[Data extracted from a collection]
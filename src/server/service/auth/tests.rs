use std::sync::Mutex;

use async_trait::async_trait;
use chrono::{Duration, Utc};
use sea_orm::{ActiveModelTrait, ActiveValue, DatabaseConnection};
use test_utils::{builder::TestBuilder, factory};

use super::*;
use crate::model::auth::ForgotPasswordDto;

/// Records every code it is asked to deliver.
#[derive(Default)]
struct RecordingMailer {
    sent: Mutex<Vec<(String, String)>>,
}

#[async_trait]
impl Mailer for RecordingMailer {
    async fn send_reset_code(&self, email: &str, _name: &str, code: &str) -> Result<(), AppError> {
        self.sent
            .lock()
            .unwrap()
            .push((email.to_string(), code.to_string()));
        Ok(())
    }
}

fn tokens() -> TokenService {
    TokenService::new("access", Duration::minutes(15), "refresh", Duration::days(7))
}

fn sign_up_dto(email: &str) -> SignUpDto {
    SignUpDto {
        name: "Reader".to_string(),
        email: email.to_string(),
        password: "password123".to_string(),
        date_of_birth: None,
        gender: None,
        address: None,
        phone_number: None,
    }
}

async fn setup() -> test_utils::context::TestContext {
    TestBuilder::new().with_all_tables().build().await.unwrap()
}

async fn stored_user(db: &DatabaseConnection, id: i32) -> entity::user::Model {
    UserRepository::new(db).find_by_id(id).await.unwrap().unwrap()
}

/// Tests signing up stores a hashed password and refresh token.
#[tokio::test]
async fn sign_up_hashes_secrets() {
    let test = setup().await;
    let db = test.db.as_ref().unwrap();
    let tokens = tokens();

    let session = AuthService::new(db, &tokens)
        .sign_up(sign_up_dto("reader@example.com"))
        .await
        .unwrap();

    let user = stored_user(db, session.user_id).await;
    assert_eq!(user.role, "user");
    assert_ne!(user.password, "password123");
    assert!(verify_secret("password123", &user.password).unwrap());

    let stored = user.refresh_token.unwrap();
    assert!(verify_secret(&session.tokens.refresh_token, &stored).unwrap());
}

/// Tests a second signup with the same email is rejected.
#[tokio::test]
async fn sign_up_rejects_duplicate_email() {
    let test = setup().await;
    let db = test.db.as_ref().unwrap();
    let tokens = tokens();
    let service = AuthService::new(db, &tokens);

    service.sign_up(sign_up_dto("dup@example.com")).await.unwrap();
    let result = service.sign_up(sign_up_dto("dup@example.com")).await;

    assert!(matches!(result, Err(AppError::AuthErr(AuthError::UserExists))));
}

/// Tests signin distinguishes unknown email from a wrong password.
#[tokio::test]
async fn sign_in_checks_credentials() {
    let test = setup().await;
    let db = test.db.as_ref().unwrap();
    let tokens = tokens();
    let service = AuthService::new(db, &tokens);

    service.sign_up(sign_up_dto("in@example.com")).await.unwrap();

    let unknown = service
        .sign_in(SignInDto {
            email: "nobody@example.com".to_string(),
            password: "password123".to_string(),
        })
        .await;
    assert!(matches!(
        unknown,
        Err(AppError::AuthErr(AuthError::UserDoesNotExist))
    ));

    let wrong = service
        .sign_in(SignInDto {
            email: "in@example.com".to_string(),
            password: "wrong-password".to_string(),
        })
        .await;
    assert!(matches!(
        wrong,
        Err(AppError::AuthErr(AuthError::IncorrectPassword))
    ));

    let session = service
        .sign_in(SignInDto {
            email: "in@example.com".to_string(),
            password: "password123".to_string(),
        })
        .await
        .unwrap();
    assert_eq!(session.email, "in@example.com");
}

/// Tests refresh tokens stop working after logout.
#[tokio::test]
async fn logout_revokes_refresh_token() {
    let test = setup().await;
    let db = test.db.as_ref().unwrap();
    let tokens = tokens();
    let service = AuthService::new(db, &tokens);

    let session = service.sign_up(sign_up_dto("out@example.com")).await.unwrap();

    let rotated = service.refresh(&session.tokens.refresh_token).await.unwrap();
    assert!(tokens.verify_access(&rotated.access_token).is_ok());

    service.logout(session.user_id).await.unwrap();

    let result = service.refresh(&rotated.refresh_token).await;
    assert!(matches!(
        result,
        Err(AppError::AuthErr(AuthError::RefreshTokenRevoked(_)))
    ));
}

/// Tests an access token is not accepted as a refresh token.
#[tokio::test]
async fn refresh_rejects_access_token() {
    let test = setup().await;
    let db = test.db.as_ref().unwrap();
    let tokens = tokens();
    let service = AuthService::new(db, &tokens);

    let session = service.sign_up(sign_up_dto("mix@example.com")).await.unwrap();

    let result = service.refresh(&session.tokens.access_token).await;
    assert!(matches!(
        result,
        Err(AppError::AuthErr(AuthError::InvalidToken(_)))
    ));
}

/// Tests the profile lists favorite episode ids.
#[tokio::test]
async fn profile_includes_favorites() {
    let test = setup().await;
    let db = test.db.as_ref().unwrap();
    let tokens = tokens();

    let user = factory::create_user(db).await.unwrap();
    let (_, _, _, episode) = factory::helpers::create_episode_with_dependencies(db)
        .await
        .unwrap();
    factory::create_favorite(db, user.id, episode.id).await.unwrap();

    let profile = AuthService::new(db, &tokens).profile(user.id).await.unwrap();

    assert_eq!(profile.user.id, user.id);
    assert_eq!(profile.favorite_episode_ids, vec![episode.id]);
}

/// Tests the current password must match before it is replaced.
#[tokio::test]
async fn change_password_requires_current_password() {
    let test = setup().await;
    let db = test.db.as_ref().unwrap();
    let tokens = tokens();
    let service = AuthService::new(db, &tokens);

    let session = service.sign_up(sign_up_dto("cp@example.com")).await.unwrap();

    let wrong = service
        .change_password(
            session.user_id,
            ChangePasswordDto {
                current_password: "nope".to_string(),
                new_password: "newpass".to_string(),
            },
        )
        .await;
    assert!(matches!(
        wrong,
        Err(AppError::AuthErr(AuthError::IncorrectCurrentPassword))
    ));

    service
        .change_password(
            session.user_id,
            ChangePasswordDto {
                current_password: "password123".to_string(),
                new_password: "newpass".to_string(),
            },
        )
        .await
        .unwrap();

    let user = stored_user(db, session.user_id).await;
    assert!(verify_secret("newpass", &user.password).unwrap());
}

/// Tests the forgot/reset flow consumes the mailed code.
#[tokio::test]
async fn reset_password_with_mailed_code() {
    let test = setup().await;
    let db = test.db.as_ref().unwrap();
    let tokens = tokens();
    let service = AuthService::new(db, &tokens);
    let mailer = RecordingMailer::default();

    let session = service.sign_up(sign_up_dto("reset@example.com")).await.unwrap();

    let dto = ForgotPasswordDto {
        email: "reset@example.com".to_string(),
    };
    service.forgot_password(&dto.email, &mailer).await.unwrap();

    let (email, code) = mailer.sent.lock().unwrap()[0].clone();
    assert_eq!(email, "reset@example.com");
    assert_eq!(code.len(), 5);

    let wrong_code = if code == "00000" { "11111" } else { "00000" };
    let result = service
        .reset_password(ResetPasswordDto {
            email: email.clone(),
            token: wrong_code.to_string(),
            new_password: "fresh-pass".to_string(),
        })
        .await;
    assert!(matches!(
        result,
        Err(AppError::AuthErr(AuthError::InvalidResetToken))
    ));

    service
        .reset_password(ResetPasswordDto {
            email: email.clone(),
            token: code.clone(),
            new_password: "fresh-pass".to_string(),
        })
        .await
        .unwrap();

    let user = stored_user(db, session.user_id).await;
    assert!(verify_secret("fresh-pass", &user.password).unwrap());
    assert!(user.reset_token.is_none());

    // Code is single-use
    let reuse = service
        .reset_password(ResetPasswordDto {
            email,
            token: code,
            new_password: "again-pass".to_string(),
        })
        .await;
    assert!(reuse.is_err());
}

/// Tests an expired code is rejected even when it matches.
#[tokio::test]
async fn reset_password_rejects_expired_code() {
    let test = setup().await;
    let db = test.db.as_ref().unwrap();
    let tokens = tokens();

    let user = factory::create_user(db).await.unwrap();
    entity::user::ActiveModel {
        id: ActiveValue::Unchanged(user.id),
        reset_token: ActiveValue::Set(Some("12345".to_string())),
        reset_token_expires_at: ActiveValue::Set(Some(Utc::now() - Duration::minutes(1))),
        ..Default::default()
    }
    .update(db)
    .await
    .unwrap();

    let result = AuthService::new(db, &tokens)
        .reset_password(ResetPasswordDto {
            email: user.email,
            token: "12345".to_string(),
            new_password: "fresh-pass".to_string(),
        })
        .await;

    assert!(matches!(
        result,
        Err(AppError::AuthErr(AuthError::InvalidResetToken))
    ));
}

/// Tests unknown emails are reported as not found.
#[tokio::test]
async fn forgot_password_unknown_email() {
    let test = setup().await;
    let db = test.db.as_ref().unwrap();
    let tokens = tokens();
    let mailer = RecordingMailer::default();

    let result = AuthService::new(db, &tokens)
        .forgot_password("ghost@example.com", &mailer)
        .await;

    assert!(matches!(result, Err(AppError::NotFound(_))));
    assert!(mailer.sent.lock().unwrap().is_empty());
}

__Task objective__
The answer should be only the number of lines in the data that contain the string "Some".

__Result of this task__
2